James doesn’t leave us with just that he goes on to tell us how to show hospitality to this uninvited Guest.  He says “Be doers of the Word not only hearers, deceiving themselves.”  Imagine someone showing up at your house wanting to spend the night and they start telling you how to live your life expecting that you will take their advice.  That would take a heck of a lot of trust on our part.  According to James it is not enough to let a guest into your life and all you do is give them lip and ear service.  It is rude to be simply a “hearer”.  The word for “hearer” James uses is for someone who sits in a place public speaking listening to what is said, taking in the ideas, but doing nothing with what they’ve heard and thus treat the living Word if it were another religious idea to be taken or left according to one’s own idea of what it is to be “spiritual”. 
James says that people who are merely hearers and not doers are like people who look at themselves in a mirror and then walk away forgetting what they look like.  So it is when we walk away from the Word of Truth that God of his own free will and love has planted in us.  This word speaks the honest to God Truth to us about who we are as individual persons, but if we don’t listen to this Word and act on what it says to us about ourselves then we deceive ourselves.  To throw a little bit of Paul in here from Romans 8, this Word of Truth causes us to know that we are beloved children of God and causes us to lift up our hands in adoration and trust crying out “Abba! Father!”  He also says in Galatians 4:4-9  “But when the fullness of time had come, God sent forth his Son, born of woman, born under the law, to redeem those who were under the law, so that we might receive adoption as sons.  And because you are sons, God has sent the Spirit of his Son into our hearts, crying, ‘Abba! Father!’  So you are no longer a slave, but a son, and if a son, then an heir through God.” 

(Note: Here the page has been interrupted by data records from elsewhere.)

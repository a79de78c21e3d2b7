//! Terminal rendering for import reports, classifications and records.
//!
//! Records are rendered from their Arrow form as vertical cards grouped by
//! schema section, with type-aware formatting for scalars and lists.

use arrow::array::{Array, Float64Array, ListArray, StringArray};
use arrow::datatypes::DataType;
use arrow::record_batch::RecordBatch;
use arrow::util::display::ArrayFormatter;
use nestlog_core::{BatchReport, CategoryMatch, ExtractedQuantity};

const MAX_WARNINGS: usize = 10;

// ── Schema section groupings ──

const ACTIVITY: &[&str] = &["category", "subtype", "sender", "source"];

const QUANTITY: &[&str] = &[
    "quantity_kind",
    "quantity_value",
    "quantity_unit",
    "quantity_raw",
];

const DETAIL: &[&str] = &["note", "tags"];

const IDENTITY: &[&str] = &["record_id", "subject_id"];

// ── Public API ──

/// Print every row of a record batch as a card.
pub fn print_record_cards(batch: &RecordBatch) {
    for row in 0..batch.num_rows() {
        print_record_card(batch, row);
    }
}

/// Print the summary of one transcript run.
pub fn print_report(report: &BatchReport, dry_run: bool) {
    println!("=== Import{} ===", if dry_run { " (dry run)" } else { "" });
    println!("  {:<22} {}", "lines", report.total_lines);
    println!("  {:<22} {}", "messages", report.messages_parsed);
    println!("  {:<22} {}", "continuation lines", report.continuation_lines);
    println!("  {:<22} {}", "skipped lines", report.skipped_lines);
    println!("  {:<22} {}", "records", report.records_emitted);
    println!("  {:<22} {}", "uncategorized", report.skipped_uncategorized);
    println!("  {:<22} {}", "duplicates", report.duplicates_skipped);
    if !dry_run {
        println!("  {:<22} {}", "saved", report.persisted);
        if report.storage_failures > 0 {
            println!("  {:<22} {}", "save failures", report.storage_failures);
        }
    }
    if let (Some(first), Some(last)) = (report.first_activity, report.last_activity) {
        println!("  {:<22} {first} .. {last}", "activity range");
    }
    println!();

    if !report.per_category_counts.is_empty() {
        println!("By category");
        for (category, count) in &report.per_category_counts {
            println!("  {:<22} {}", category.as_str(), count);
        }
        println!();
    }

    if !report.warnings.is_empty() {
        println!("Warnings ({})", report.warnings.len());
        for warning in report.warnings.iter().take(MAX_WARNINGS) {
            println!("  {warning}");
        }
        if report.warnings.len() > MAX_WARNINGS {
            println!("  ... and {} more", report.warnings.len() - MAX_WARNINGS);
        }
    }
}

/// Print a classification and the quantities found in the same text.
pub fn print_match(matched: &CategoryMatch, quantities: &[ExtractedQuantity]) {
    println!("  {:<22} {}", "category", matched.category.as_str());
    if let Some(subtype) = &matched.subtype {
        println!("  {:<22} {}", "subtype", subtype);
    }
    println!("  {:<22} {}", "score", matched.score);
    if !matched.matched_keywords.is_empty() {
        println!("  {:<22} {}", "keywords", matched.matched_keywords.join(", "));
    }
    for q in quantities {
        println!("  {:<22} {} ({:?})", q.kind.as_str(), q, q.raw_span);
    }
}

// ── Card rendering ──

fn print_record_card(batch: &RecordBatch, row: usize) {
    let category = get_utf8(batch, "category", row).unwrap_or("?");
    let when = formatted(batch, "occurred_at", row).unwrap_or_default();
    println!("=== {category} @ {when} ===");

    print_section(batch, row, "Activity", ACTIVITY);
    print_section(batch, row, "Quantity", QUANTITY);
    print_section(batch, row, "Detail", DETAIL);
    print_section(batch, row, "Identity", IDENTITY);
}

fn print_section(batch: &RecordBatch, row: usize, header: &str, cols: &[&str]) {
    let has_data = cols.iter().any(|&col| {
        batch
            .schema()
            .index_of(col)
            .ok()
            .is_some_and(|i| !batch.column(i).is_null(row))
    });
    if !has_data {
        return;
    }

    println!("{header}");
    for &col_name in cols {
        let Ok(idx) = batch.schema().index_of(col_name) else {
            continue;
        };
        let col = batch.column(idx);
        if col.is_null(row) {
            continue;
        }

        match col.data_type() {
            DataType::Utf8 => {
                if let Some(value) = get_utf8(batch, col_name, row)
                    && !value.is_empty()
                {
                    println!("  {:<22} {}", col_name, value);
                }
            }
            DataType::Float64 => {
                if let Some(arr) = col.as_any().downcast_ref::<Float64Array>() {
                    println!("  {:<22} {:.3}", col_name, arr.value(row));
                }
            }
            DataType::List(inner) if inner.data_type() == &DataType::Utf8 => {
                print_list_utf8(col.as_ref(), row, col_name);
            }
            _ => match formatted(batch, col_name, row) {
                Some(value) => println!("  {:<22} {}", col_name, value),
                None => println!("  {:<22} ({})", col_name, col.data_type()),
            },
        }
    }
    println!();
}

// ── List<Utf8> ──

fn print_list_utf8(col: &dyn Array, row: usize, col_name: &str) {
    let Some(list) = col.as_any().downcast_ref::<ListArray>() else {
        return;
    };
    let values = list.value(row);
    let Some(strings) = values.as_any().downcast_ref::<StringArray>() else {
        return;
    };
    let items: Vec<&str> = (0..strings.len())
        .filter(|&i| !strings.is_null(i))
        .map(|i| strings.value(i))
        .collect();
    if items.is_empty() {
        return;
    }
    println!("  {:<22} {}", col_name, items.join(", "));
}

// ── Helpers ──

fn get_utf8<'a>(batch: &'a RecordBatch, col_name: &str, row: usize) -> Option<&'a str> {
    let idx = batch.schema().index_of(col_name).ok()?;
    let col = batch.column(idx);
    if col.is_null(row) {
        return None;
    }
    col.as_any()
        .downcast_ref::<StringArray>()
        .map(|arr| arr.value(row))
}

/// Arrow's own display formatting, used for timestamps.
fn formatted(batch: &RecordBatch, col_name: &str, row: usize) -> Option<String> {
    let idx = batch.schema().index_of(col_name).ok()?;
    let col = batch.column(idx);
    if col.is_null(row) {
        return None;
    }
    let fmt = ArrayFormatter::try_new(col.as_ref(), &Default::default()).ok()?;
    Some(fmt.value(row).to_string())
}
use thiserror::Error;

#[derive(Debug, Error)]
pub enum StoreError {
    #[error("invalid subject id: {0:?}")]
    InvalidSubject(String),

    #[error("record for subject {record:?} saved under {subject:?}")]
    SubjectMismatch { subject: String, record: String },

    #[error("io error: {0}")]
    Io(#[from] std::io::Error),

    #[error("json error: {0}")]
    Json(#[from] serde_json::Error),

    #[error("arrow error: {0}")]
    Arrow(#[from] arrow::error::ArrowError),

    #[cfg(feature = "parquet")]
    #[error("parquet error: {0}")]
    Parquet(#[from] ::parquet::errors::ParquetError),

    #[error("{0}")]
    Other(String),
}
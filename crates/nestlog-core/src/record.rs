//! Canonical activity records handed to storage.

use chrono::NaiveDateTime;
use serde::{Deserialize, Serialize};

use crate::category::Category;
use crate::quantity::ExtractedQuantity;

/// Where a record came from.
#[derive(Debug, Clone, Copy, PartialEq, Eq, Hash, Serialize, Deserialize)]
#[serde(rename_all = "snake_case")]
pub enum Source {
    /// Parsed out of an exported chat transcript.
    Imported,
    /// Entered directly as free text.
    Manual,
}

impl Source {
    pub fn as_str(&self) -> &'static str {
        match self {
            Self::Imported => "imported",
            Self::Manual => "manual",
        }
    }
}

/// Category-specific record data.
///
/// Each variant only carries the quantity slot its category can use, so a
/// diaper record cannot hold a temperature and a milestone cannot hold a
/// volume.
#[derive(Debug, Clone, PartialEq, Serialize, Deserialize)]
#[serde(tag = "category", rename_all = "snake_case")]
pub enum ActivityDetail {
    /// Subtypes: bottle, breast, solid, pumped. Amount is a volume or duration.
    Feeding {
        subtype: String,
        amount: Option<ExtractedQuantity>,
    },
    /// Subtypes: wet, dirty, change.
    Diaper { subtype: String },
    /// Subtypes: nap, night, wake.
    Sleep {
        subtype: String,
        duration: Option<ExtractedQuantity>,
    },
    /// Subtypes: temperature, symptom, medication, vaccination, doctor_visit.
    Health {
        subtype: String,
        temperature: Option<ExtractedQuantity>,
    },
    /// Subtypes: weight, length, head_circumference, growth.
    Measurement {
        subtype: String,
        value: Option<ExtractedQuantity>,
    },
    /// Subtypes: motor, social, verbal, tooth, general.
    Milestone { subtype: String },
}

impl ActivityDetail {
    pub fn category(&self) -> Category {
        match self {
            Self::Feeding { .. } => Category::Feeding,
            Self::Diaper { .. } => Category::Diaper,
            Self::Sleep { .. } => Category::Sleep,
            Self::Health { .. } => Category::Health,
            Self::Measurement { .. } => Category::Measurement,
            Self::Milestone { .. } => Category::Milestone,
        }
    }

    pub fn subtype(&self) -> &str {
        match self {
            Self::Feeding { subtype, .. }
            | Self::Diaper { subtype }
            | Self::Sleep { subtype, .. }
            | Self::Health { subtype, .. }
            | Self::Measurement { subtype, .. }
            | Self::Milestone { subtype } => subtype,
        }
    }

    pub fn quantity(&self) -> Option<&ExtractedQuantity> {
        match self {
            Self::Feeding { amount, .. } => amount.as_ref(),
            Self::Sleep { duration, .. } => duration.as_ref(),
            Self::Health { temperature, .. } => temperature.as_ref(),
            Self::Measurement { value, .. } => value.as_ref(),
            Self::Diaper { .. } | Self::Milestone { .. } => None,
        }
    }
}

/// A finished, categorized activity ready for storage.
///
/// Built once by the normalizer and never mutated afterwards.
#[derive(Debug, Clone, PartialEq, Serialize, Deserialize)]
pub struct ActivityRecord {
    /// Opaque subject reference supplied by the caller.
    pub subject_id: String,
    pub occurred_at: NaiveDateTime,
    pub sender: String,
    #[serde(flatten)]
    pub detail: ActivityDetail,
    /// Message text with the consumed quantity removed.
    pub note: String,
    /// Hashtags and automatic tags, sorted and unique.
    #[serde(default)]
    pub tags: Vec<String>,
    pub source: Source,
}

impl ActivityRecord {
    pub fn category(&self) -> Category {
        self.detail.category()
    }

    pub fn subtype(&self) -> &str {
        self.detail.subtype()
    }

    pub fn quantity(&self) -> Option<&ExtractedQuantity> {
        self.detail.quantity()
    }
}

#[cfg(test)]
mod tests {
    use super::*;
    use crate::quantity::{QuantityKind, Unit};
    use chrono::NaiveDate;

    fn at(h: u32, m: u32) -> NaiveDateTime {
        NaiveDate::from_ymd_opt(2025, 9, 21)
            .unwrap()
            .and_hms_opt(h, m, 0)
            .unwrap()
    }

    fn record(detail: ActivityDetail) -> ActivityRecord {
        ActivityRecord {
            subject_id: "baby-1".into(),
            occurred_at: at(14, 20),
            sender: "Mom".into(),
            detail,
            note: "fed".into(),
            tags: vec![],
            source: Source::Imported,
        }
    }

    #[test]
    fn accessors_follow_the_variant() {
        let volume = ExtractedQuantity {
            kind: QuantityKind::Volume,
            value: 150.0,
            unit: Unit::Milliliters,
            raw_span: "150ml".into(),
            start: 9,
            end: 14,
        };
        let r = record(ActivityDetail::Feeding {
            subtype: "bottle".into(),
            amount: Some(volume.clone()),
        });
        assert_eq!(r.category(), Category::Feeding);
        assert_eq!(r.subtype(), "bottle");
        assert_eq!(r.quantity(), Some(&volume));

        let d = record(ActivityDetail::Diaper {
            subtype: "wet".into(),
        });
        assert_eq!(d.category(), Category::Diaper);
        assert!(d.quantity().is_none());
    }

    #[test]
    fn serializes_flat_with_category_tag() {
        let r = record(ActivityDetail::Sleep {
            subtype: "nap".into(),
            duration: None,
        });
        let json = serde_json::to_value(&r).unwrap();
        assert_eq!(json["category"], "sleep");
        assert_eq!(json["subtype"], "nap");
        assert_eq!(json["source"], "imported");
        assert!(json["duration"].is_null());

        let back: ActivityRecord = serde_json::from_value(json).unwrap();
        assert_eq!(back, r);
    }
}
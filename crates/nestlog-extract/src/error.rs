use thiserror::Error;

/// Transcript input rejected before tokenizing.
#[derive(Debug, Clone, PartialEq, Eq, Error)]
pub enum InputError {
    #[error("transcript is not valid UTF-8 (valid up to byte {valid_up_to})")]
    NotUtf8 { valid_up_to: usize },

    #[error("transcript is empty")]
    Empty,

    #[error("transcript has {len} non-whitespace characters, need at least {min}")]
    TooShort { len: usize, min: usize },
}
//! File-backed store: one JSON-lines file per subject.

use std::collections::HashMap;
use std::collections::hash_map::Entry;
use std::fs::{self, File, OpenOptions};
use std::io::{BufRead, BufReader, Read, Write};
use std::path::{Path, PathBuf};

use nestlog_core::ActivityRecord;
use tracing::{debug, info, warn};

use crate::{ActivityStore, RecordFilter, RecordId, StoreError, StoredRecord};

/// JSON-lines store rooted at a data directory.
///
/// Records for subject `s` live in `<data_dir>/s.jsonl`, one record per line.
/// A save appends a single line, so its cost does not grow with the file. A
/// partial last line left by a crash is dropped the next time the subject is
/// opened for writing, and ignored when listing.
pub struct JsonStore {
    dir: PathBuf,
    files: HashMap<String, File>,
}

impl JsonStore {
    /// Open (and create if needed) a store directory.
    pub fn open(dir: &Path) -> Result<Self, StoreError> {
        fs::create_dir_all(dir)?;
        info!(dir = %dir.display(), "opened json store");
        Ok(Self {
            dir: dir.to_path_buf(),
            files: HashMap::new(),
        })
    }

    pub fn dir(&self) -> &Path {
        &self.dir
    }

    fn subject_path(&self, subject_id: &str) -> PathBuf {
        self.dir.join(format!("{subject_id}.jsonl"))
    }

    fn read_subject(&self, subject_id: &str) -> Result<Vec<StoredRecord>, StoreError> {
        let path = self.subject_path(subject_id);
        if !path.exists() {
            return Ok(Vec::new());
        }
        let mut reader = BufReader::new(File::open(&path)?);
        let mut records = Vec::new();
        let mut line = String::new();
        loop {
            line.clear();
            if reader.read_line(&mut line)? == 0 {
                break;
            }
            if !line.ends_with('\n') {
                warn!(subject_id, "ignoring partial last line");
                break;
            }
            if line.trim().is_empty() {
                continue;
            }
            records.push(serde_json::from_str(&line)?);
        }
        debug!(subject_id, count = records.len(), "loaded subject file");
        Ok(records)
    }

    /// The subject's file, opened for appending on first use.
    fn appender(&mut self, subject_id: &str) -> Result<&mut File, StoreError> {
        let path = self.subject_path(subject_id);
        match self.files.entry(subject_id.to_string()) {
            Entry::Occupied(entry) => Ok(entry.into_mut()),
            Entry::Vacant(entry) => {
                let mut file = OpenOptions::new()
                    .create(true)
                    .read(true)
                    .append(true)
                    .open(&path)?;
                let mut contents = Vec::new();
                file.read_to_end(&mut contents)?;
                let keep = contents
                    .iter()
                    .rposition(|&b| b == b'\n')
                    .map_or(0, |i| i + 1);
                if keep < contents.len() {
                    warn!(
                        subject_id,
                        dropped = contents.len() - keep,
                        "truncating partial last line"
                    );
                    file.set_len(keep as u64)?;
                }
                Ok(entry.insert(file))
            }
        }
    }
}

impl ActivityStore for JsonStore {
    fn save(&mut self, subject_id: &str, record: ActivityRecord) -> Result<RecordId, StoreError> {
        crate::check_record(subject_id, &record)?;

        let id = RecordId::new();
        let mut line = serde_json::to_vec(&StoredRecord {
            id: id.clone(),
            record,
        })?;
        line.push(b'\n');

        let file = self.appender(subject_id)?;
        file.write_all(&line)?;
        file.flush()?;
        Ok(id)
    }

    fn list(
        &self,
        subject_id: &str,
        filter: &RecordFilter,
    ) -> Result<Vec<StoredRecord>, StoreError> {
        crate::check_subject(subject_id)?;
        Ok(crate::select(&self.read_subject(subject_id)?, filter))
    }
}

#[cfg(test)]
mod tests {
    use super::*;
    use crate::test_support::*;
    use nestlog_core::Category;

    #[test]
    fn save_then_reopen() {
        let dir = tempfile::tempdir().unwrap();
        {
            let mut store = JsonStore::open(dir.path()).unwrap();
            store.save("b1", diaper("b1", at(21, 9, 0))).unwrap();
            store.save("b1", nap("b1", at(21, 13, 0))).unwrap();
        }
        assert!(dir.path().join("b1.jsonl").exists());

        let store = JsonStore::open(dir.path()).unwrap();
        let listed = store.list("b1", &RecordFilter::default()).unwrap();
        assert_eq!(listed.len(), 2);
        assert_eq!(listed[0].record.category(), Category::Diaper);
        assert_eq!(listed[1].record.category(), Category::Sleep);
    }

    #[test]
    fn each_save_appends_one_line() {
        let dir = tempfile::tempdir().unwrap();
        let mut store = JsonStore::open(dir.path()).unwrap();
        let first = store.save("b1", diaper("b1", at(21, 9, 0))).unwrap();
        store.save("b1", diaper("b1", at(21, 10, 0))).unwrap();
        store.save("b1", nap("b1", at(21, 13, 0))).unwrap();

        let text = fs::read_to_string(dir.path().join("b1.jsonl")).unwrap();
        assert_eq!(text.lines().count(), 3);
        assert!(text.lines().next().unwrap().contains(first.as_str()));
        assert_eq!(store.list("b1", &RecordFilter::default()).unwrap().len(), 3);
    }

    #[test]
    fn partial_last_line_is_dropped() {
        let dir = tempfile::tempdir().unwrap();
        {
            let mut store = JsonStore::open(dir.path()).unwrap();
            store.save("b1", diaper("b1", at(21, 9, 0))).unwrap();
        }
        let path = dir.path().join("b1.jsonl");
        let mut file = OpenOptions::new().append(true).open(&path).unwrap();
        file.write_all(br#"{"id":"torn"#).unwrap();
        drop(file);

        let mut store = JsonStore::open(dir.path()).unwrap();
        assert_eq!(store.list("b1", &RecordFilter::default()).unwrap().len(), 1);
        store.save("b1", nap("b1", at(21, 13, 0))).unwrap();
        let listed = store.list("b1", &RecordFilter::default()).unwrap();
        assert_eq!(listed.len(), 2);
        assert_eq!(listed[1].record.category(), Category::Sleep);
    }

    #[test]
    fn list_filters_by_range() {
        let dir = tempfile::tempdir().unwrap();
        let mut store = JsonStore::open(dir.path()).unwrap();
        store.save("b1", diaper("b1", at(20, 9, 0))).unwrap();
        store.save("b1", diaper("b1", at(21, 9, 0))).unwrap();
        store.save("b1", diaper("b1", at(22, 9, 0))).unwrap();

        let filter = RecordFilter {
            from: Some(at(21, 0, 0)),
            to: Some(at(21, 23, 59)),
            category: None,
        };
        let listed = store.list("b1", &filter).unwrap();
        assert_eq!(listed.len(), 1);
        assert_eq!(listed[0].record.occurred_at, at(21, 9, 0));
    }

    #[test]
    fn missing_subject_lists_empty() {
        let dir = tempfile::tempdir().unwrap();
        let store = JsonStore::open(dir.path()).unwrap();
        assert!(store.list("nobody", &RecordFilter::default()).unwrap().is_empty());
    }

    #[test]
    fn path_like_subject_is_rejected() {
        let dir = tempfile::tempdir().unwrap();
        let mut store = JsonStore::open(dir.path()).unwrap();
        let result = store.save("../escape", diaper("x", at(21, 9, 0)));
        assert!(matches!(result, Err(StoreError::InvalidSubject(_))));
    }

    #[test]
    fn record_for_another_subject_writes_nothing() {
        let dir = tempfile::tempdir().unwrap();
        let mut store = JsonStore::open(dir.path()).unwrap();
        let result = store.save("b1", diaper("b2", at(21, 9, 0)));
        assert!(matches!(result, Err(StoreError::SubjectMismatch { .. })));
        assert!(!dir.path().join("b1.jsonl").exists());
    }

    #[test]
    fn corrupt_line_is_a_json_error() {
        let dir = tempfile::tempdir().unwrap();
        fs::write(dir.path().join("b1.jsonl"), "not json\n").unwrap();
        let store = JsonStore::open(dir.path()).unwrap();
        let result = store.list("b1", &RecordFilter::default());
        assert!(matches!(result, Err(StoreError::Json(_))));
    }
}
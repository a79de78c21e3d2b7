use figment::Jail;
use nestlog_core::{DateOrder, NestlogConfig};

#[test]
fn project_file_overrides_defaults() {
    Jail::expect_with(|jail| {
        jail.create_file(
            "nestlog.toml",
            r#"
            [parse]
            date_order = "month_first"

            [store]
            data_dir = "/var/lib/nestlog"
            "#,
        )?;

        let config = NestlogConfig::load().expect("config loads");
        assert_eq!(config.parse.date_order, DateOrder::MonthFirst);
        assert_eq!(config.store.data_dir.to_str(), Some("/var/lib/nestlog"));
        assert_eq!(config.log.filter, "info");
        Ok(())
    });
}

#[test]
fn env_beats_project_file() {
    Jail::expect_with(|jail| {
        jail.create_file("nestlog.toml", "[parse]\ndate_order = \"month_first\"\n")?;
        jail.set_env("NESTLOG_PARSE__DATE_ORDER", "day_first");
        jail.set_env("NESTLOG_LOG__FILTER", "debug");

        let config = NestlogConfig::load().expect("config loads");
        assert_eq!(config.parse.date_order, DateOrder::DayFirst);
        assert_eq!(config.log.filter, "debug");
        Ok(())
    });
}

#[test]
fn explicit_file_sits_above_project_file() {
    Jail::expect_with(|jail| {
        jail.create_file("nestlog.toml", "[parse]\nmin_transcript_chars = 5\n")?;
        jail.create_file("other.toml", "[parse]\nmin_transcript_chars = 20\n")?;

        let config = NestlogConfig::load_with(Some(std::path::Path::new("other.toml")))
            .expect("config loads");
        assert_eq!(config.parse.min_transcript_chars, 20);
        Ok(())
    });
}

#[test]
fn invalid_value_is_reported() {
    Jail::expect_with(|jail| {
        jail.set_env("NESTLOG_PARSE__MIN_TRANSCRIPT_CHARS", "0");
        assert!(NestlogConfig::load().is_err());
        Ok(())
    });
}
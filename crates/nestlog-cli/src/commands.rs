//! Subcommand handlers.

use std::path::Path;

use anyhow::{Context, anyhow, bail};
use chrono::{NaiveDate, NaiveDateTime, NaiveTime};
use nestlog_core::{Category, NestlogConfig};
use nestlog_extract::{Pipeline, decode_transcript};
use nestlog_store::{ActivityStore, JsonStore, RecordFilter, StoredRecord, to_record_batch};
use tracing::info;

use crate::display;

pub fn import(
    config: &NestlogConfig,
    file: &Path,
    subject: &str,
    dry_run: bool,
) -> anyhow::Result<()> {
    let bytes =
        std::fs::read(file).with_context(|| format!("reading transcript {}", file.display()))?;
    let text = decode_transcript(&bytes)?;
    let pipeline = Pipeline::from_config(&config.parse);

    let (_, report) = if dry_run {
        pipeline.process_transcript(text, subject)?
    } else {
        let mut store = open_store(config)?;
        pipeline.import_transcript(text, subject, &mut store)?
    };

    display::print_report(&report, dry_run);
    Ok(())
}

pub fn add(
    config: &NestlogConfig,
    subject: &str,
    text: &str,
    sender: Option<&str>,
    at: Option<&str>,
) -> anyhow::Result<()> {
    let occurred_at = at.map(|s| parse_when(s, false)).transpose()?;
    let pipeline = Pipeline::from_config(&config.parse);

    let Some(record) = pipeline.process_single_message(subject, text, sender, occurred_at) else {
        bail!("no activity recognised in {text:?}");
    };

    let mut store = open_store(config)?;
    let id = store.save(subject, record.clone())?;
    info!(subject, %id, "saved manual entry");

    let batch = to_record_batch(&[StoredRecord { id, record }])?;
    display::print_record_cards(&batch);
    Ok(())
}

pub fn classify(config: &NestlogConfig, text: &str) {
    let pipeline = Pipeline::from_config(&config.parse);
    let matched = pipeline.classify(text);
    let quantities = pipeline.extract_quantities(text);
    display::print_match(&matched, &quantities);
}

pub fn list(
    config: &NestlogConfig,
    subject: &str,
    from: Option<&str>,
    to: Option<&str>,
    category: Option<&str>,
) -> anyhow::Result<()> {
    let filter = RecordFilter {
        from: from.map(|s| parse_when(s, false)).transpose()?,
        to: to.map(|s| parse_when(s, true)).transpose()?,
        category: category
            .map(|c| c.parse::<Category>().map_err(|e| anyhow!(e)))
            .transpose()?,
    };

    let store = open_store(config)?;
    let records = store.list(subject, &filter)?;
    if records.is_empty() {
        println!("No records for {subject}.");
        return Ok(());
    }

    let batch = to_record_batch(&records)?;
    display::print_record_cards(&batch);
    println!("{} record(s)", records.len());
    Ok(())
}

pub fn export(config: &NestlogConfig, subject: &str, out: &Path) -> anyhow::Result<()> {
    let store = open_store(config)?;
    let records = store.list(subject, &RecordFilter::default())?;
    let rows = nestlog_store::write_parquet(out, &records)
        .with_context(|| format!("writing {}", out.display()))?;
    println!("Wrote {rows} record(s) to {}", out.display());
    Ok(())
}

fn open_store(config: &NestlogConfig) -> anyhow::Result<JsonStore> {
    let dir = &config.store.data_dir;
    JsonStore::open(dir).with_context(|| format!("opening data directory {}", dir.display()))
}

/// Parse `YYYY-MM-DD HH:MM[:SS]`, the same with a `T`, or a bare date. A bare
/// date means the start of the day, or its last second when `end_of_day`.
fn parse_when(s: &str, end_of_day: bool) -> anyhow::Result<NaiveDateTime> {
    let s = s.trim();
    for format in [
        "%Y-%m-%d %H:%M:%S",
        "%Y-%m-%d %H:%M",
        "%Y-%m-%dT%H:%M:%S",
        "%Y-%m-%dT%H:%M",
    ] {
        if let Ok(t) = NaiveDateTime::parse_from_str(s, format) {
            return Ok(t);
        }
    }
    let date = NaiveDate::parse_from_str(s, "%Y-%m-%d")
        .with_context(|| format!("invalid date/time {s:?}, expected YYYY-MM-DD [HH:MM]"))?;
    let time = if end_of_day {
        NaiveTime::from_hms_opt(23, 59, 59)
    } else {
        Some(NaiveTime::MIN)
    };
    time.map(|t| date.and_time(t))
        .ok_or_else(|| anyhow!("invalid time of day"))
}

For the Christian, spirituality is a living, communicative relationship with the Trinity.  Experientially speaking, this relationship is founded upon God the Father getting it through our thick ears and brutally deceived minds by the power of the Holy Spirit that we are his beloved children with Jesus the Son.  Our work when we hear that Word is to live accordingly.  Speaking personally, so much of spirituality for me is reminding myself and settling myself in that very Word, that I am a beloved child of God and it changes the way I am.  It changes the way I regard myself and the way I regard others.  It makes hospitality to God, to myself, and to other people possible in such a way as it is God’s grace working through me and not just some religious duty that I feel I have to do to stay on God’s good side.  Living in the Word of Truth that we are God’s beloved children keeps us from deceiving ourselves and getting stained by the world.  Showing hospitality to God, receiving, welcoming the Word of Truth means doing the work of daily, hourly, and even moment to moment of reminding ourselves that we are God’s beloved children.  It is difficult and quite similar to having to be hospitable to an unwelcome guest.  So, be a doer of the Word and not just a hearer.  Don’t forget what you look like, because God is making you to look more and more like Jesus.  Amen.